Apple-Manager geraten ins Schwärmen
Die Leute von ifolor hätten sich von Grund auf überlegt, wie sie etwas Magisches für den Nutzer kreieren können, schwärmte Erik Hanson, Marketing-Manager bei Apple, letzten Sommer an der Entwicklerkonferenz WWDC. Was er bei ifolor gesehen habe, sei «pretty cool». Besser könnte es in den Ohren von CEO Filip Schwarz nicht klingen.
In Kreuzlingen werden jährlich 350 Millionen Fotos gedruckt. 180 Leute arbeiten da. Experten schätzen den Umsatz auf bis zu 150 Millionen Franken. Im Ranking der Beratungsfirma Carpathia von den grössten Schweizer Onlineshops liegt die Firma auf Platz 11, gleich hinter Coop@home und Galaxus (ohne Digitec). Schwarz gibt sich bescheiden und rechnet erstmal nur mit 20 Millionen zusätzlichem Umsatz dank der Apple-Kooperation.
Lieferungen bisher in neun Länder
Geliefert wird heute nach Deutschland, Österreich, Schweden, Finnland, Irland, Frankreich, Italien, Belgien und Luxemburg. Im finnischen Kerava steht eine zweite ifolor-Produktion mit 90 Angestellten. Dank Apple werden neu zusätzlich Kunden in Grossbritannien, Spanien, Norwegen, Dänemark, und der Niederlande bedient.
Die Zürcher Büros markieren das digitale Herz von ifolor. 55 Köpfe arbeiten bislang hier.

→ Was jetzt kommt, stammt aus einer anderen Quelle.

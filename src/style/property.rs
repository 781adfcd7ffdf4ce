//! 样式属性及其权威元数据表。
//!
//! 每个属性带三项元数据：是否可继承、固有初始值、适用的元素类型。
//! 级联（[`crate::isd::cascade`]）和默认值过滤器都以这张表为准。

use serde::{Deserialize, Serialize};
use strum_macros::{Display, EnumIter, EnumString};

use super::value::{
    DisplayAlign, DisplayMode, Extent, Length, LineHeight, Overflow, Padding, Position, Rgba,
    ShowBackground, StyleValue, TextAlign, TextDecoration, UnicodeBidi, Visibility, WrapOption,
    WritingMode,
};
use crate::style::value::{Direction, FontStyle, FontWeight};

bitflags::bitflags! {
    /// 元素类型集合，用于描述属性的适用范围。
    #[derive(Debug, Clone, Copy, PartialEq, Eq, Hash, Serialize, Deserialize)]
    pub struct ElementKinds: u8 {
        /// 区域。
        const REGION = 1 << 0;
        /// 文档主体。
        const BODY = 1 << 1;
        /// 块级分组。
        const DIV = 1 << 2;
        /// 段落。
        const P = 1 << 3;
        /// 行内片段。
        const SPAN = 1 << 4;
        /// 换行。
        const BR = 1 << 5;
        /// 文本叶子。文本自身不承载样式，样式取自包裹它的行内元素。
        const TEXT = 1 << 6;
    }
}

impl ElementKinds {
    /// 所有可以承载样式的内容元素。
    pub const STYLABLE: Self = Self::REGION
        .union(Self::BODY)
        .union(Self::DIV)
        .union(Self::P)
        .union(Self::SPAN)
        .union(Self::BR);

    /// 行内文本上下文（段落与行内片段）。
    pub const INLINE: Self = Self::P.union(Self::SPAN);
}

/// 样式属性。字符串形式与 TTML 的 `tts:*` 属性名一致。
#[derive(
    Debug,
    Clone,
    Copy,
    PartialEq,
    Eq,
    PartialOrd,
    Ord,
    Hash,
    Serialize,
    Deserialize,
    EnumIter,
    EnumString,
    Display,
)]
#[strum(ascii_case_insensitive)]
pub enum StyleProperty {
    /// 背景颜色。
    #[strum(serialize = "backgroundColor")]
    BackgroundColor,
    /// 前景（文字）颜色。
    #[strum(serialize = "color")]
    Color,
    /// 行内方向。
    #[strum(serialize = "direction")]
    Direction,
    /// 展示开关。
    #[strum(serialize = "display")]
    Display,
    /// 区域内块对齐。
    #[strum(serialize = "displayAlign")]
    DisplayAlign,
    /// 区域尺寸。
    #[strum(serialize = "extent")]
    Extent,
    /// 字体族。
    #[strum(serialize = "fontFamily")]
    FontFamily,
    /// 字号。
    #[strum(serialize = "fontSize")]
    FontSize,
    /// 字体样式。
    #[strum(serialize = "fontStyle")]
    FontStyle,
    /// 字重。
    #[strum(serialize = "fontWeight")]
    FontWeight,
    /// 行高。
    #[strum(serialize = "lineHeight")]
    LineHeight,
    /// 区域不透明度。
    #[strum(serialize = "opacity")]
    Opacity,
    /// 区域原点。
    #[strum(serialize = "origin")]
    Origin,
    /// 区域溢出处理。
    #[strum(serialize = "overflow")]
    Overflow,
    /// 区域内边距。
    #[strum(serialize = "padding")]
    Padding,
    /// 区域位置。
    #[strum(serialize = "position")]
    Position,
    /// 区域背景绘制时机。
    #[strum(serialize = "showBackground")]
    ShowBackground,
    /// 文本对齐。
    #[strum(serialize = "textAlign")]
    TextAlign,
    /// 文本装饰。
    #[strum(serialize = "textDecoration")]
    TextDecoration,
    /// 双向文本控制。
    #[strum(serialize = "unicodeBidi")]
    UnicodeBidi,
    /// 可见性。
    #[strum(serialize = "visibility")]
    Visibility,
    /// 换行策略。
    #[strum(serialize = "wrapOption")]
    WrapOption,
    /// 书写模式。
    #[strum(serialize = "writingMode")]
    WritingMode,
}

impl StyleProperty {
    /// 属性是否沿内容树继承。
    ///
    /// 不可继承的属性只能通过指定值、区域默认值、文档初始值或固有
    /// 初始值得到，永远不会取父元素的计算值。
    #[must_use]
    pub const fn is_inherited(self) -> bool {
        matches!(
            self,
            Self::Color
                | Self::Direction
                | Self::FontFamily
                | Self::FontSize
                | Self::FontStyle
                | Self::FontWeight
                | Self::LineHeight
                | Self::TextAlign
                | Self::TextDecoration
                | Self::Visibility
                | Self::WrapOption
        )
    }

    /// 属性是否允许区域级默认：级联第 3 步只对这类属性生效。
    ///
    /// 可继承属性的继承链在 body 根处没有父元素，靠这一标记经由级联
    /// 第 3 步落到区域上。目前集合与可继承集合一致；级联按这个标记
    /// 而不是 [`Self::is_inherited`] 判断，使两者将来可以独立演化。
    #[must_use]
    pub const fn allows_region_default(self) -> bool {
        self.is_inherited()
    }

    /// 属性适用的元素类型集合。
    #[must_use]
    pub const fn applies_to(self) -> ElementKinds {
        match self {
            Self::BackgroundColor => ElementKinds::STYLABLE,
            Self::Color
            | Self::Direction
            | Self::FontFamily
            | Self::FontSize
            | Self::FontStyle
            | Self::FontWeight
            | Self::TextDecoration
            | Self::UnicodeBidi
            | Self::WrapOption => ElementKinds::INLINE,
            Self::Display | Self::Visibility => ElementKinds::STYLABLE,
            Self::DisplayAlign
            | Self::Extent
            | Self::Opacity
            | Self::Origin
            | Self::Overflow
            | Self::Padding
            | Self::Position
            | Self::ShowBackground
            | Self::WritingMode => ElementKinds::REGION,
            Self::LineHeight | Self::TextAlign => ElementKinds::P,
        }
    }

    /// 属性的固有初始值，独立于任何文档。
    ///
    /// 文档可以用自己的初始值映射覆盖这里的取值（级联第 4 步先于第 5 步）。
    #[must_use]
    pub fn initial_value(self) -> StyleValue {
        match self {
            Self::BackgroundColor => StyleValue::Color(Rgba::TRANSPARENT),
            Self::Color => StyleValue::Color(Rgba::WHITE),
            Self::Direction => StyleValue::Direction(Direction::Ltr),
            Self::Display => StyleValue::Display(DisplayMode::Auto),
            Self::DisplayAlign => StyleValue::DisplayAlign(DisplayAlign::Before),
            Self::Extent => StyleValue::Extent(Extent {
                width: Length::percent(100.0),
                height: Length::percent(100.0),
            }),
            Self::FontFamily => StyleValue::FontFamilies(vec!["default".to_string()]),
            Self::FontSize => StyleValue::Length(Length::cells(1.0)),
            Self::FontStyle => StyleValue::FontStyle(FontStyle::Normal),
            Self::FontWeight => StyleValue::FontWeight(FontWeight::Normal),
            Self::LineHeight => StyleValue::LineHeight(LineHeight::Normal),
            Self::Opacity => StyleValue::Opacity(1.0),
            Self::Origin | Self::Position => StyleValue::Position(Position {
                x: Length::percent(0.0),
                y: Length::percent(0.0),
            }),
            Self::Overflow => StyleValue::Overflow(Overflow::Hidden),
            Self::Padding => StyleValue::Padding(Padding::uniform(Length::percent(0.0))),
            Self::ShowBackground => StyleValue::ShowBackground(ShowBackground::Always),
            Self::TextAlign => StyleValue::TextAlign(TextAlign::Start),
            Self::TextDecoration => StyleValue::TextDecoration(TextDecoration::None),
            Self::UnicodeBidi => StyleValue::UnicodeBidi(UnicodeBidi::Normal),
            Self::Visibility => StyleValue::Visibility(Visibility::Visible),
            Self::WrapOption => StyleValue::WrapOption(WrapOption::Wrap),
            Self::WritingMode => StyleValue::WritingMode(WritingMode::Lrtb),
        }
    }
}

Es sind IT- und Datenexperten, Marketingleute und Produktentwickler. In Kreuzlingen bleiben Finanzen, Human Resources und Produktion bestehen. «Data Scientists bringst du nicht nach Kreuzlingen», sagt Schwarz. Eine Feststellung, die ihm nie wirklich Sorgen bereitete. Er hat richtig viel Spass am Zürcher Sitz. Und an seinem Team, dass hier ein kreatives Feuerwerk entfachen soll.
Schweizer Marktführer bei Fotoprodukten
«Die Währung ist jetzt Absatz und nicht Umsatz», sagt General Manager Comboeuf. Schon heute ist ifolor Schweizer Marktführer bei den Fotoprodukten. Und nicht nur da. Neuerdings wirbelt die Firma die Sparte 3D-Druck auf.
Erste Tests mit einem Ganzkörper-Scanner an Grossveranstaltungen versprechen grosses Potenzial. Am Fantastical im Kreuzlingen konnte man sich von Kopf bis Fuss abfotografieren lassen und erhielt ein paar Tage später von sich eine 3D-Figur im Massstab 1:12 nach Hause geschickt. Jetzt will ifolor das Angebot ausbauen. Natürlich vom Zürcher Büro aus.